Pero lo errado de ese relato la prueba el notable subdesarrollo de la economía empresarial colombiana, verdad que no niega progresos que saludo y que deben preservarse. Porque nuestro producto por habitante, antes de la pandemia, llegaba a solo 6.500 dólares, mientras que el de los países desarrollados era de 30 mil y más. Y porque en ellos el desempleo es mucho más bajo y existe poca informalidad, en tanto aquí es al revés.

 

Si en Colombia tuvieran trabajo los doce millones que no consiguen empleo, habría 240 mil empresas y empresarios más, con cincuenta empleados cada una. Esto sin mencionar a los cinco millones que se fueron al exterior para poder trabajar ni los 14,7 millones de informales. ¿Cuánto más podría producir y vender la economía si estos colombianos en la pobreza y el hambre tuvieran empleos e ingresos de un salario mínimo?

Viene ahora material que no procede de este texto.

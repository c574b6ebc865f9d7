//! services/api/src/web/generations.rs
//!
//! Record listing, direct record creation, and dashboard statistics.
//!
//! Ownership is derived from the verified token: the `userId` the client
//! supplies is kept for interface compatibility but must match the token's
//! subject, closing the confused-deputy gap a trusted client id would open.

use axum::{
    extract::{Query, State},
    http::StatusCode,
    response::IntoResponse,
    Extension, Json,
};
use chrono::{DateTime, Datelike, TimeZone, Utc};
use serde::{Deserialize, Serialize};
use std::sync::Arc;
use tracing::error;
use utoipa::ToSchema;
use uuid::Uuid;

use crate::web::state::AppState;
use crate::web::token::AuthUser;
use crate::web::{failure, ApiFailure, Message};
use jobdigest_core::domain::{Generation, GenerationType, NewGeneration};

//=========================================================================================
// Request/Response Types
//=========================================================================================

#[derive(Deserialize)]
pub struct OwnerQuery {
    #[serde(rename = "userId")]
    pub user_id: Option<Uuid>,
}

/// The wire shape of a persisted generation record.
#[derive(Serialize, ToSchema)]
#[serde(rename_all = "camelCase")]
pub struct GenerationResponse {
    pub id: Uuid,
    pub user_id: Uuid,
    pub original_content: String,
    pub generated_content: String,
    pub file_name: String,
    pub generation_type: String,
    #[serde(skip_serializing_if = "Option::is_none")]
    pub user_given_name: Option<String>,
    pub upload_date: DateTime<Utc>,
    pub status: String,
    #[serde(skip_serializing_if = "Option::is_none")]
    pub original_file_url: Option<String>,
}

impl From<Generation> for GenerationResponse {
    fn from(g: Generation) -> Self {
        Self {
            id: g.id,
            user_id: g.user_id,
            original_content: g.original_content,
            generated_content: g.generated_content,
            file_name: g.file_name,
            generation_type: g.generation_type.as_str().to_string(),
            user_given_name: g.user_given_name,
            upload_date: g.upload_date,
            status: g.status.as_str().to_string(),
            original_file_url: g.original_file_url,
        }
    }
}

#[derive(Serialize, ToSchema)]
pub struct GenerationsListResponse {
    pub generations: Vec<GenerationResponse>,
}

#[derive(Deserialize, Default, ToSchema)]
#[serde(rename_all = "camelCase", default)]
pub struct CreateGenerationRequest {
    pub user_id: Option<Uuid>,
    pub original_content: Option<String>,
    pub generated_content: Option<String>,
    pub file_name: Option<String>,
    pub generation_type: Option<String>,
    pub user_given_name: Option<String>,
    pub original_file_url: Option<String>,
}

#[derive(Serialize, ToSchema)]
pub struct CreateGenerationResponse {
    pub message: String,
    pub generation: GenerationResponse,
}

#[derive(Serialize, ToSchema)]
pub struct DashboardStatsResponse {
    pub total: i64,
    pub completed: i64,
    pub processing: i64,
    #[serde(rename = "thisMonth")]
    pub this_month: i64,
}

//=========================================================================================
// Handlers
//=========================================================================================

/// GET /generations-list - List the caller's generations, newest first
#[utoipa::path(
    get,
    path = "/generations-list",
    params(("userId" = Uuid, Query, description = "Owner id; must match the token subject.")),
    responses(
        (status = 200, description = "The caller's generations", body = GenerationsListResponse),
        (status = 401, description = "Missing userId or invalid token", body = Message),
        (status = 403, description = "userId does not match the token subject", body = Message)
    ),
    security(("bearer_token" = []))
)]
pub async fn list_generations_handler(
    State(state): State<Arc<AppState>>,
    Extension(user): Extension<AuthUser>,
    Query(query): Query<OwnerQuery>,
) -> Result<impl IntoResponse, ApiFailure> {
    let owner = require_owner(&user, query.user_id)?;

    let generations = state
        .db
        .list_generations_by_user(owner)
        .await
        .map_err(|e| {
            error!("Failed to fetch generations: {:?}", e);
            failure(
                StatusCode::INTERNAL_SERVER_ERROR,
                "Failed to fetch generations.",
            )
        })?;

    let response = GenerationsListResponse {
        generations: generations.into_iter().map(Into::into).collect(),
    };
    Ok((StatusCode::OK, Json(response)))
}

/// POST /generations-list - Create a record directly, bypassing ingestion
#[utoipa::path(
    post,
    path = "/generations-list",
    request_body = CreateGenerationRequest,
    responses(
        (status = 201, description = "Generation created", body = CreateGenerationResponse),
        (status = 400, description = "Missing or invalid fields", body = Message),
        (status = 403, description = "userId does not match the token subject", body = Message),
        (status = 500, description = "Persistence failure", body = Message)
    ),
    security(("bearer_token" = []))
)]
pub async fn create_generation_handler(
    State(state): State<Arc<AppState>>,
    Extension(user): Extension<AuthUser>,
    Json(req): Json<CreateGenerationRequest>,
) -> Result<impl IntoResponse, ApiFailure> {
    let (Some(user_id), Some(original_content), Some(generated_content), Some(file_name), Some(generation_type)) = (
        req.user_id,
        non_empty(req.original_content),
        non_empty(req.generated_content),
        non_empty(req.file_name),
        non_empty(req.generation_type),
    ) else {
        return Err(failure(
            StatusCode::BAD_REQUEST,
            "Missing required generation fields.",
        ));
    };

    let generation_type = GenerationType::parse(&generation_type).ok_or_else(|| {
        failure(StatusCode::BAD_REQUEST, "Invalid generation type selected.")
    })?;

    let owner = require_owner(&user, Some(user_id))?;

    let generation = state
        .db
        .create_generation(NewGeneration {
            user_id: owner,
            original_content,
            generated_content,
            file_name,
            generation_type,
            user_given_name: req.user_given_name,
            original_file_url: req.original_file_url,
        })
        .await
        .map_err(|e| {
            error!("Failed to create generation: {:?}", e);
            failure(
                StatusCode::INTERNAL_SERVER_ERROR,
                "Failed to create generation.",
            )
        })?;

    let response = CreateGenerationResponse {
        message: "Generation created successfully!".to_string(),
        generation: generation.into(),
    };
    Ok((StatusCode::CREATED, Json(response)))
}

/// GET /dashboard-stats - Per-user record counters
#[utoipa::path(
    get,
    path = "/dashboard-stats",
    params(("userId" = Uuid, Query, description = "Owner id; must match the token subject.")),
    responses(
        (status = 200, description = "Counters for the caller", body = DashboardStatsResponse),
        (status = 401, description = "Missing userId or invalid token", body = Message),
        (status = 403, description = "userId does not match the token subject", body = Message)
    ),
    security(("bearer_token" = []))
)]
pub async fn dashboard_stats_handler(
    State(state): State<Arc<AppState>>,
    Extension(user): Extension<AuthUser>,
    Query(query): Query<OwnerQuery>,
) -> Result<impl IntoResponse, ApiFailure> {
    let owner = require_owner(&user, query.user_id)?;

    let month_start = current_month_start(Utc::now()).ok_or_else(|| {
        failure(
            StatusCode::INTERNAL_SERVER_ERROR,
            "Failed to fetch dashboard stats.",
        )
    })?;

    let stats = state
        .db
        .dashboard_stats(owner, month_start)
        .await
        .map_err(|e| {
            error!("Failed to fetch dashboard stats: {:?}", e);
            failure(
                StatusCode::INTERNAL_SERVER_ERROR,
                "Failed to fetch dashboard stats.",
            )
        })?;

    let response = DashboardStatsResponse {
        total: stats.total,
        completed: stats.completed,
        processing: stats.processing,
        this_month: stats.this_month,
    };
    Ok((StatusCode::OK, Json(response)))
}

//=========================================================================================
// Helpers
//=========================================================================================

/// A missing id is 401 (the original contract); a mismatched one is 403.
fn require_owner(user: &AuthUser, claimed: Option<Uuid>) -> Result<Uuid, ApiFailure> {
    let claimed = claimed.ok_or_else(|| failure(StatusCode::UNAUTHORIZED, "Unauthorized"))?;
    if claimed != user.id {
        return Err(failure(StatusCode::FORBIDDEN, "Forbidden."));
    }
    Ok(claimed)
}

/// First instant of the current calendar month in UTC.
fn current_month_start(now: DateTime<Utc>) -> Option<DateTime<Utc>> {
    Utc.with_ymd_and_hms(now.year(), now.month(), 1, 0, 0, 0)
        .single()
}

fn non_empty(value: Option<String>) -> Option<String> {
    value.filter(|v| !v.is_empty())
}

Y esta falta de oportunidades –que también lastra el ingreso y el gasto público en educación, salud, infraestructura y demás servicios– está en la base de la gran corrupción nacional.

 

¿A quiénes responsabilizar por estas dolorosas verdades? Solo hay dos posibilidades. Creerles a quienes desde el poder y así sea en forma solapada –con énfasis a partir del gobierno de César Gaviria– les echan la culpa a los empresarios, a quienes sindican de no responder a las muy acertadas medidas de presidentes y ministros y de la tecnocracia extranjera y nativa que les tira la línea, infamia de tono racista que les extienden a asalariados, campesinos, indígenas y trabajadores por cuenta propia.

 

El otro punto de vista, planteado muchos años antes de 1990, ha demostrado que los gobiernos nunca han respaldado en serio el desarrollo del país, porque no se han propuesto industrializar la producción urbana y rural, generar muchos y buenos empleos y aumentar la capacidad de compra nacional, que es lo que han hecho los países exitosos, incluidos Corea y China, que en 1950 eran más atrasados que Colombia.

 

La responsabilidad política de esta gran mediocridad económica y social –irrefutable por las pésimas cuentas macroeconómicas y los inmensos reclamos sociales en especial de los jóvenes– la tienen los mismos con las mismas que han gobernado a Colombia y que se niegan a cambiar sus concepciones. Porque como a la clase política le va bien –¡y muy bien!–, publicitan la especie de que al país le va igual, falsedad que en cada elección creen legitimar con fraudes y clientelismo y el mal uso de la plata oficial.

 

Entre las víctimas hay una porción considerable de los empresarios –entre quienes pulula el estancamiento, el retroceso y la quiebra–, porque les creen a esos políticos su disfraz de servidores públicos que dicen gobernar con responsabilidad y acierto. Y porque hasta los chantajean con la demagogia de incluirlos en el reparto de la plata del Estado.

 

Porque Colombia sí tiene arreglo y en este país el sol puede brillar para todos, bienvenidos los empresarios y los asalariados, al igual que toda la nación, a construir este proyecto democrático.